■ TASK DESCRIPTION:
Every line containing the word "Some" is to be copied from the data below.

■ DATA EXTRACTS:
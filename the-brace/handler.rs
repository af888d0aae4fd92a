//! Host-facing entry point.
//!
//! The host forwards every keystroke of a caret to [`BraceCompletion`]
//! instead of editing the buffer itself. Events the active session does not
//! claim fall through to the plain edit (insert the character, delete one
//! character, insert a newline), each applied as its own undo step.

use std::{
  collections::HashMap,
  sync::Arc,
};

use the_text::{
  buffer::Buffer,
  transaction::Transaction,
  undo::UndoScope,
};

use crate::{
  Result,
  Tendril,
  config::Registration,
  factory::SessionFactory,
  position::{
    CaretId,
    CaretPosition,
  },
  resolver::ResolverRegistry,
  session::{
    Reaction,
    TrackingSession,
  },
  stack::SessionStack,
};

#[derive(Debug)]
pub struct BraceCompletion {
  factory: SessionFactory,
  stacks:  HashMap<CaretId, SessionStack>,
}

impl BraceCompletion {
  pub fn new(registration: Arc<Registration>, resolvers: Arc<ResolverRegistry>) -> Self {
    Self::with_factory(SessionFactory::new(registration, resolvers))
  }

  pub fn with_factory(factory: SessionFactory) -> Self {
    Self {
      factory,
      stacks: HashMap::new(),
    }
  }

  pub fn factory(&self) -> &SessionFactory {
    &self.factory
  }

  pub fn character_typed(
    &mut self,
    buffer: &mut Buffer,
    caret_id: CaretId,
    position: CaretPosition,
    ch: char,
  ) -> Result<CaretPosition> {
    let offset = position.revalidate(buffer)?;
    let stack = self.stacks.entry(caret_id).or_default();
    stack.prune(buffer, offset);

    if let Some(top) = stack.top_mut()
      && let Reaction::Consumed { caret } = top.typed(buffer, offset, ch)
    {
      tracing::trace!(?caret_id, %ch, caret, "typed over closing delimiter");
      stack.pop_exited();
      return Ok(CaretPosition::at(buffer, caret));
    }

    if let Some(session) = self
      .factory
      .try_create_session(buffer, stack, offset, ch)?
    {
      let caret = session.span().start();
      stack.settle();
      return Ok(CaretPosition::at(buffer, caret));
    }

    let mut fragment = Tendril::new();
    fragment.push(ch);
    insert(buffer, offset, fragment)
  }

  pub fn backspace(
    &mut self,
    buffer: &mut Buffer,
    caret_id: CaretId,
    position: CaretPosition,
  ) -> Result<CaretPosition> {
    let offset = position.revalidate(buffer)?;
    let stack = self.stacks.entry(caret_id).or_default();
    stack.prune(buffer, offset);

    if let Some(top) = stack.top_mut()
      && let Reaction::Consumed { caret } = top.backspace(buffer, offset)?
    {
      stack.pop_exited();
      return Ok(CaretPosition::at(buffer, caret));
    }

    if offset == 0 {
      return Ok(position);
    }
    let mut scope = UndoScope::acquire(buffer, offset)?;
    let tx = Transaction::delete(scope.text(), offset - 1, offset)?.with_caret(offset - 1);
    scope.apply(&tx)?;
    let caret = scope.complete()?;
    Ok(CaretPosition::at(buffer, caret))
  }

  /// Caret moved without editing. Every span is brought up to date, but only
  /// the innermost session is told; outer sessions are checked the next time
  /// an edit reaches them.
  pub fn caret_moved(
    &mut self,
    buffer: &Buffer,
    caret_id: CaretId,
    position: CaretPosition,
  ) -> Result<CaretPosition> {
    let offset = position.revalidate(buffer)?;
    let Some(stack) = self.stacks.get_mut(&caret_id) else {
      return Ok(position);
    };

    stack.sync(buffer);
    if let Some(top) = stack.top_mut() {
      top.caret_moved(buffer, offset);
    }
    stack.pop_exited();
    Ok(position)
  }

  pub fn return_pressed(
    &mut self,
    buffer: &mut Buffer,
    caret_id: CaretId,
    position: CaretPosition,
  ) -> Result<CaretPosition> {
    let offset = position.revalidate(buffer)?;
    let stack = self.stacks.entry(caret_id).or_default();
    stack.prune(buffer, offset);

    if let Some(top) = stack.top_mut()
      && let Reaction::Consumed { caret } = top.return_pressed(buffer, offset)?
    {
      stack.pop_exited();
      return Ok(CaretPosition::at(buffer, caret));
    }

    insert(buffer, offset, Tendril::from("\n"))
  }

  /// Forget the sessions of a caret the host removed.
  pub fn release_caret(&mut self, caret_id: CaretId) {
    if let Some(stack) = self.stacks.remove(&caret_id) {
      tracing::trace!(?caret_id, sessions = stack.len(), "released caret");
    }
  }

  pub fn active_sessions(&self, caret_id: CaretId) -> usize {
    self.stacks.get(&caret_id).map_or(0, SessionStack::len)
  }

  pub fn top_session(&self, caret_id: CaretId) -> Option<&TrackingSession> {
    self.stacks.get(&caret_id).and_then(SessionStack::top)
  }

  pub fn stack(&self, caret_id: CaretId) -> Option<&SessionStack> {
    self.stacks.get(&caret_id)
  }
}

fn insert(buffer: &mut Buffer, offset: usize, fragment: Tendril) -> Result<CaretPosition> {
  let caret = offset + fragment.chars().count();
  let mut scope = UndoScope::acquire(buffer, offset)?;
  let tx = Transaction::insert(scope.text(), offset, fragment)?.with_caret(caret);
  scope.apply(&tx)?;
  let caret = scope.complete()?;
  Ok(CaretPosition::at(buffer, caret))
}
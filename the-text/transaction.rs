//! Operational transformation primitives for buffer edits.
//!
//! A [`ChangeSet`] is a sequence of [`Operation`]s applied from the start of
//! the text:
//!
//! - **Retain(n)** - Keep `n` characters unchanged
//! - **Delete(n)** - Remove `n` characters
//! - **Insert(s)** - Insert string `s`
//!
//! A [`Transaction`] wraps a change set together with the caret position the
//! edit leaves behind.
//!
//! # Basic Usage
//!
//! ```
//! use ropey::Rope;
//! use the_text::transaction::Transaction;
//!
//! let mut text = Rope::from("fn main");
//! let tx = Transaction::insert(&text, 7, "()".into())
//!   .unwrap()
//!   .with_caret(8);
//!
//! tx.apply(&mut text).unwrap();
//! assert_eq!(text.to_string(), "fn main()");
//! ```
//!
//! # Position Mapping
//!
//! Offsets recorded against an older text are carried forward with
//! [`ChangeSet::map_pos`]. The [`Assoc`] decides which side of an insertion
//! at exactly that offset the position ends up on.
//!
//! # Composition and Inversion
//!
//! [`ChangeSet::compose`] merges two consecutive change sets into one, which
//! is how several edits made during a single keystroke collapse into one undo
//! step. [`ChangeSet::invert`] produces the change set that reverts an edit
//! given the text it was applied to.

use std::borrow::Cow;

use ropey::{
  Rope,
  RopeSlice,
};
use thiserror::Error;

use crate::Tendril;

pub type Result<T> = std::result::Result<T, TransactionError>;

/// (from, to) replacement.
pub type Change = (usize, usize, Option<Tendril>);

#[derive(Debug, Error, PartialEq, Eq)]
#[non_exhaustive]
pub enum TransactionError {
  #[error("changeset length mismatch: expected {expected}, got {actual}")]
  LengthMismatch { expected: usize, actual: usize },
  #[error(
    "changeset compose length mismatch: left output {left_len_after}, right input {right_len}"
  )]
  ComposeLengthMismatch {
    left_len_after: usize,
    right_len:      usize,
  },
  #[error("invalid change range: start {from} is after end {to}")]
  InvalidRange { from: usize, to: usize },
  #[error("change range {from}..{to} is out of bounds for text length {len}")]
  RangeOutOfBounds {
    from: usize,
    to:   usize,
    len:  usize,
  },
  #[error("change range {from}..{to} overlaps previous end {prev_end}")]
  OverlappingRange {
    prev_end: usize,
    from:     usize,
    to:       usize,
  },
  #[error("position {pos} is out of bounds for changeset length {len}")]
  PositionOutOfBounds { pos: usize, len: usize },
}

#[derive(Debug, Clone, PartialEq, Eq)]
pub enum Operation {
  /// Move cursor by n characters.
  Retain(usize),

  /// Delete n characters.
  Delete(usize),

  /// Insert text at position.
  Insert(Tendril),
}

■ OUTPUT FOR THIS EXERCISE:
    if let Some(top) = stack.top_mut()
    if let Some(session) = self
    if let Some(top) = stack.top_mut()
    let Some(stack) = self.stacks.get_mut(&caret_id) else {
    if let Some(top) = stack.top_mut() {
    if let Some(top) = stack.top_mut()
    if let Some(stack) = self.stacks.remove(&caret_id) {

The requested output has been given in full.